「まだまだ甘いわよ」

「っ!テメッ!」

「ユウ、やめろさっ!」


ラビが槌で止めようとしたが神田は攻撃の手を緩めない。
しかし、レティシアの余裕の笑みは消えることはない。

いい攻撃だわ。その年にしては上出来。でも…私には効かない。

全て蝶のようにひらり、ひらりとかわしていく。



「…あなたの体力がもたないからやめましょう?」

「ハッ!体力なんて関係ねぇんだよ」



そういってどんどん攻撃のスピードをあげていく。
なのにレティシアはため息。

「(はぁ…少し飽きてきちゃった。コムイいないのかしらー?)」


すでに飽きていた。

ラビはそんな二人の戦いを食い入るようにみている。



「(あの身のこなし…ただモンじゃねぇさ。一体あの人は…)」

「ねぇコムイ知らない?ここの室長、コムイ・リー」

「「…!!」」

「コムイを知ってるんさ!?」

「もちろん。

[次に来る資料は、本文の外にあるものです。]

// src/data.rs
//
// The uniform case table every source is normalized into, plus the
// selection/view helpers the dashboard and the batch fit read it through.
//
// - Record:    one (date, parent_region, region) row with optional counts.
// - Dataset:   ordered rows; canonical order is (date, parent_region, region).
// - Selection: parent regions + regions picked in the dashboard.

use std::collections::{BTreeSet, HashSet};
use std::fmt;
use std::str::FromStr;

use chrono::NaiveDate;
use serde::{Deserialize, Serialize};

use crate::error::Error;

#[derive(Clone, Copy, Debug, PartialEq, Eq, Hash, PartialOrd, Ord, Serialize, Deserialize)]
#[serde(rename_all = "snake_case")]
pub enum Subset {
    Confirmed,
    Deaths,
    Recovered,
    StillInfectious,
}

impl Subset {
    pub const ALL: [Subset; 4] = [Subset::Confirmed, Subset::Deaths, Subset::Recovered, Subset::StillInfectious];

    /// Subsets the batch fit runs on; `still_infectious` is derived from them.
    pub const FITTABLE: [Subset; 3] = [Subset::Confirmed, Subset::Deaths, Subset::Recovered];

    pub fn name(&self) -> &'static str {
        match self {
            Subset::Confirmed => "confirmed",
            Subset::Deaths => "deaths",
            Subset::Recovered => "recovered",
            Subset::StillInfectious => "still_infectious",
        }
    }
}

impl fmt::Display for Subset {
    fn fmt(&self, f: &mut fmt::Formatter<'_>) -> fmt::Result {
        f.write_str(self.name())
    }
}

impl FromStr for Subset {
    type Err = Error;

    fn from_str(s: &str) -> Result<Self, Self::Err> {
        Self::ALL
            .iter()
            .copied()
            .find(|sub| sub.name() == s.trim())
            .ok_or_else(|| Error::UnknownSubset(s!(s)))
    }
}

/// Identity of one time series.
#[derive(Clone, Debug, PartialEq, Eq, Hash, PartialOrd, Ord)]
pub struct RegionKey {
    pub parent_region: String,
    pub region: String,
}

impl RegionKey {
    pub fn new(parent_region: impl Into<String>, region: impl Into<String>) -> Self {
        Self { parent_region: parent_region.into(), region: region.into() }
    }
}

impl fmt::Display for RegionKey {
    fn fmt(&self, f: &mut fmt::Formatter<'_>) -> fmt::Result {
        write!(f, "{} / {}", self.parent_region, self.region)
    }
}

#[derive(Clone, Debug, PartialEq, Serialize, Deserialize)]
pub struct Record {
    pub date: NaiveDate,
    pub parent_region: String,
    pub region: String,
    #[serde(default)]
    pub confirmed: Option<f64>,
    #[serde(default)]
    pub deaths: Option<f64>,
    #[serde(default)]
    pub recovered: Option<f64>,
    #[serde(default)]
    pub still_infectious: Option<f64>,
}

impl Record {
    pub fn new(date: NaiveDate, parent_region: impl Into<String>, region: impl Into<String>) -> Self {
        Self {
            date,
            parent_region: parent_region.into(),
            region: region.into(),
            confirmed: None,
            deaths: None,
            recovered: None,
            still_infectious: None,
        }
    }

    pub fn key(&self) -> RegionKey {
        RegionKey::new(self.parent_region.clone(), self.region.clone())
    }

    pub fn get(&self, subset: Subset) -> Option<f64> {
        match subset {
            Subset::Confirmed => self.confirmed,
            Subset::Deaths => self.deaths,
            Subset::Recovered => self.recovered,
            Subset::StillInfectious => self.still_infectious,
        }
    }

    pub fn set(&mut self, subset: Subset, value: Option<f64>) {
        match subset {
            Subset::Confirmed => self.confirmed = value,
            Subset::Deaths => self.deaths = value,
            Subset::Recovered => self.recovered = value,
            Subset::StillInfectious => self.still_infectious = value,
        }
    }

    fn sort_key(&self) -> (NaiveDate, &str, &str) {
        (self.date, self.parent_region.as_str(), self.region.as_str())
    }
}

/// Render a count the way it was read: integers without a trailing `.0`.
pub fn format_value(v: Option<f64>) -> String {
    match v {
        None => s!(),
        Some(x) if x.is_finite() && x.fract() == 0.0 && x.abs() < 1e15 => format!("{}", x as i64),
        Some(x) => format!("{x}"),
    }
}

pub const TABLE_HEADERS: [&str; 7] =
    ["date", "parent_region", "region", "confirmed", "deaths", "recovered", "still_infectious"];

#[derive(Clone, Debug, Default, PartialEq)]
pub struct Dataset {
    pub rows: Vec<Record>,
}

impl Dataset {
    pub fn new(rows: Vec<Record>) -> Self { Self { rows } }

    #[inline] pub fn len(&self) -> usize { self.rows.len() }
    #[inline] pub fn is_empty(&self) -> bool { self.rows.is_empty() }

    /// Canonical order: (date, parent_region, region).
    pub fn sort(&mut self) {
        self.rows.sort_by(|a, b| a.sort_key().cmp(&b.sort_key()));
    }

    pub fn max_date(&self) -> Option<NaiveDate> {
        self.rows.iter().map(|r| r.date).max()
    }

    /// Sorted, unique parent regions.
    pub fn parent_regions(&self) -> Vec<String> {
        let set: BTreeSet<&str> = self.rows.iter().map(|r| r.parent_region.as_str()).collect();
        set.into_iter().map(String::from).collect()
    }

    /// Sorted, unique regions whose parent is one of `parents`.
    pub fn regions_in(&self, parents: &BTreeSet<String>) -> Vec<String> {
        let set: BTreeSet<&str> = self
            .rows
            .iter()
            .filter(|r| parents.contains(&r.parent_region))
            .map(|r| r.region.as_str())
            .collect();
        set.into_iter().map(String::from).collect()
    }

    /// Unique series keys in order of first appearance.
    pub fn region_keys(&self) -> Vec<RegionKey> {
        let mut seen: HashSet<(&str, &str)> = HashSet::new();
        let mut out = Vec::new();
        for r in &self.rows {
            if seen.insert((r.parent_region.as_str(), r.region.as_str())) {
                out.push(r.key());
            }
        }
        out
    }

    /// All rows of one series, ordered by date.
    pub fn region_rows(&self, key: &RegionKey) -> Vec<&Record> {
        let mut rows: Vec<&Record> = self
            .rows
            .iter()
            .filter(|r| r.parent_region == key.parent_region && r.region == key.region)
            .collect();
        rows.sort_by_key(|r| r.date);
        rows
    }

    /// Subsets with at least one value, in `Subset::ALL` order.
    pub fn available_subsets(&self) -> Vec<Subset> {
        Subset::ALL
            .iter()
            .copied()
            .filter(|s| self.rows.iter().any(|r| r.get(*s).is_some()))
            .collect()
    }

    pub fn select(&self, sel: &Selection<'_>) -> Dataset {
        Dataset::new(self.rows.iter().filter(|r| sel.matches(r)).cloned().collect())
    }

    /// Headers + stringified rows for copy/export.
    pub fn to_table(&self) -> (Vec<String>, Vec<Vec<String>>) {
        let headers = TABLE_HEADERS.iter().map(|h| s!(*h)).collect();
        let rows = self
            .rows
            .iter()
            .map(|r| {
                vec![
                    r.date.format("%Y-%m-%d").to_string(),
                    r.parent_region.clone(),
                    r.region.clone(),
                    format_value(r.confirmed),
                    format_value(r.deaths),
                    format_value(r.recovered),
                    format_value(r.still_infectious),
                ]
            })
            .collect();
        (headers, rows)
    }
}

/// Dashboard selection: a row is shown when both its parent region and its
/// region are picked.
#[derive(Clone, Copy, Debug)]
pub struct Selection<'a> {
    pub parents: &'a BTreeSet<String>,
    pub regions: &'a [String],
}

impl<'a> Selection<'a> {
    #[inline] pub fn is_none(&self) -> bool { self.parents.is_empty() || self.regions.is_empty() }

    pub fn matches(&self, r: &Record) -> bool {
        !self.is_none()
            && self.parents.contains(&r.parent_region)
            && self.regions.iter().any(|x| *x == r.region)
    }
}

いないの?」


まさかついに仕事放棄してるんじゃないでしょうね?
…ありえないこともないわね、あのコムイなら。

そうレティシアが半目になっていると、コムイは爆睡中だとゴーレムから聞こえてくる。


「(あの巻き毛室長…相変わらずね!)」


まったく…と悠長にラビと話しているがレティシアは神田の攻撃をかわしながら話しているのだ。
その余裕の態度に神田が苛々しないはずがない。
自分は本気で攻撃しているというのに、レティシアは余裕そうにかわすばかり。



「逃げてばかりしてねぇでちょっとは反撃したらどうだ!?」

「あらいいの?でも私が攻撃するとあなたが大けがしちゃうからやめておくわ」


上から目線。

この言葉が一番しっくりくる。

そんな上から目線の言葉に神田が怒らないはずがなく。
先ほどまでの苛々も重なって、ブチリとキレてしまった。



「六幻 災厄招来」

「ユっユウ!やめろさ!!」


いくらなんでもやりすぎさ!
相手は大人だけど女性なんよ!?


「界蟲“一幻”!!!」


ラビの制止も聞かず神田は界蟲を放った。
本来なら絶体絶命の大ピンチのはず。
しかしレティシアはくすっと笑みを漏らす。

笑った…?

その場違いさに神田は眉をひそめながら爆発音を聞いた。